Why is Sir Tel in such a bad mood? It makes no sense. Hot on the heels of The Guardian's late-summer grovel, he's just got a three-day-long apology from a Thai newspaper. A serialised sorry? I didn't know such a thing was even possible, unless it's that annual apology for John Hutton MP.

But when I bumped into our top supermarket Scouser in a Bishopsgate greasy spoon he was in a pig of a stink. The Wack wizard and his henchman "Knuckles" Higginson had just held a council of war at the semi-nationalised toxic debt magnet RBS and were in no mood for playful banter of the "I see you got that Thai on the Rack" variety. They cared even less for my reminiscences of the halcyon days of double-digit LFL growth, or my questions as to whether Flesh & Queasy was likely to break even during President Palin's tenure.

Then it occurred to me that I was being a bit insensitive (it does happen, gentle readers). Maybe Tel and Higgy were plotting a bid to buy Woolies - after all, it's cheaper even than one of those acrylic jumpers from Rosey's 20%-off boot sales. Or maybe not. I know Tel has gone all retro with his discounter brands, but even he wouldn't want to go back to pick 'n' mix, especially knowing as he does how much I unpicked (and unmixed) the retail and property arms in a cute leasing scam back in the days of Fisherking - a deal that proved it wasn't just the hoodies who like to strip assets from Woolies.

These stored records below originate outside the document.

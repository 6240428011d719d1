//! External memory seen by the texturing stage.
//!
//! The host owns the memory region; stages only read it through
//! [`TexelMemory`]. [`FlatMemory`] is a byte-addressed, little-endian model of
//! that region which the host can fill from a raw image file, word by word,
//! or from PNG textures.

use std::path::Path;
use std::sync::Arc;

use ffp_twin_core::{PipeError, TextureBinding};

/// Size of the host memory region when none is given.
pub const DEFAULT_MEMORY_SIZE: usize = 64 * 1024 * 1024;

/// Read-only access to 32-bit texels.
pub trait TexelMemory {
    /// Little-endian word at byte offset `offset`.
    fn read_word(&self, offset: usize) -> Result<u32, PipeError>;

    /// Size of the region in bytes.
    fn size(&self) -> usize;
}

impl<T: TexelMemory + ?Sized> TexelMemory for &T {
    fn read_word(&self, offset: usize) -> Result<u32, PipeError> {
        (**self).read_word(offset)
    }

    fn size(&self) -> usize {
        (**self).size()
    }
}

impl<T: TexelMemory + ?Sized> TexelMemory for Arc<T> {
    fn read_word(&self, offset: usize) -> Result<u32, PipeError> {
        (**self).read_word(offset)
    }

    fn size(&self) -> usize {
        (**self).size()
    }
}

/// Flat byte-addressed memory.
#[derive(Debug, Clone, PartialEq, Eq)]
pub struct FlatMemory {
    bytes: Vec<u8>,
}

impl FlatMemory {
    /// Zero-filled memory of `size` bytes.
    pub fn zeroed(size: usize) -> Self {
        Self {
            bytes: vec![0; size],
        }
    }

    pub fn from_bytes(bytes: Vec<u8>) -> Self {
        Self { bytes }
    }

    /// Load a raw memory image. The region is exactly the file's size.
    pub fn load(path: &Path) -> Result<Self, PipeError> {
        let bytes = std::fs::read(path).map_err(|e| {
            PipeError::Config(format!("cannot read memory image {}: {e}", path.display()))
        })?;
        log::info!("memory: loaded {} bytes from {}", bytes.len(), path.display());
        Ok(Self { bytes })
    }

    pub fn as_bytes(&self) -> &[u8] {
        &self.bytes
    }

    fn range(&self, offset: usize, len: usize) -> Result<std::ops::Range<usize>, PipeError> {
        match offset.checked_add(len) {
            Some(end) if end <= self.bytes.len() => Ok(offset..end),
            _ => Err(PipeError::TexelOutOfRange {
                offset,
                len: self.bytes.len(),
            }),
        }
    }

    /// Store a little-endian word at byte offset `offset`.
    pub fn write_word(&mut self, offset: usize, word: u32) -> Result<(), PipeError> {
        let r = self.range(offset, 4)?;
        self.bytes[r].copy_from_slice(&word.to_le_bytes());
        Ok(())
    }

    /// Copy `data` into memory starting at `offset`.
    pub fn write_bytes(&mut self, offset: usize, data: &[u8]) -> Result<(), PipeError> {
        let r = self.range(offset, data.len())?;
        self.bytes[r].copy_from_slice(data);
        Ok(())
    }

    /// Decode a PNG and store it as RGBA8 texels (red in the low byte),
    /// row 0 first, at `offset`. Returns the binding that samples it.
    pub fn load_png(&mut self, path: &Path, offset: u32) -> Result<TextureBinding, PipeError> {
        let img = image::open(path).map_err(|e| {
            PipeError::Config(format!("cannot decode texture {}: {e}", path.display()))
        })?;
        let rgba = img.to_rgba8();
        let (width, height) = rgba.dimensions();
        let (Ok(w), Ok(h)) = (u16::try_from(width), u16::try_from(height)) else {
            return Err(PipeError::Config(format!(
                "texture {} is {}x{}, larger than 65535 texels on a side",
                path.display(),
                width,
                height
            )));
        };
        self.write_bytes(offset as usize, rgba.as_raw())?;
        log::info!(
            "memory: texture {} ({}x{}) at {:#X}",
            path.display(),
            width,
            height,
            offset
        );
        Ok(TextureBinding {
            offset,
            width: w,
            height: h,
        })
    }
}

impl TexelMemory for FlatMemory {
    fn read_word(&self, offset: usize) -> Result<u32, PipeError> {
        let r = self.range(offset, 4)?;
        let b = &self.bytes[r];
        Ok(u32::from_le_bytes([b[0], b[1], b[2], b[3]]))
    }

    fn size(&self) -> usize {
        self.bytes.len()
    }
}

I certainly won't bemoan the passing of Pilferers plc, nor the Austin Allegro, the three-day week, New Labour or other failed British 'institutions'. Not so the meeja, however, which has been full of C-listers bemoaning the "death of the high street". Maybe they should realise that as long as the pony-tails of Islington continue to shop at fake farmers' markets and the unwashed are addicted to hypers and Aldi, all the whining for Woolies won't amount to a fart in Farringdon.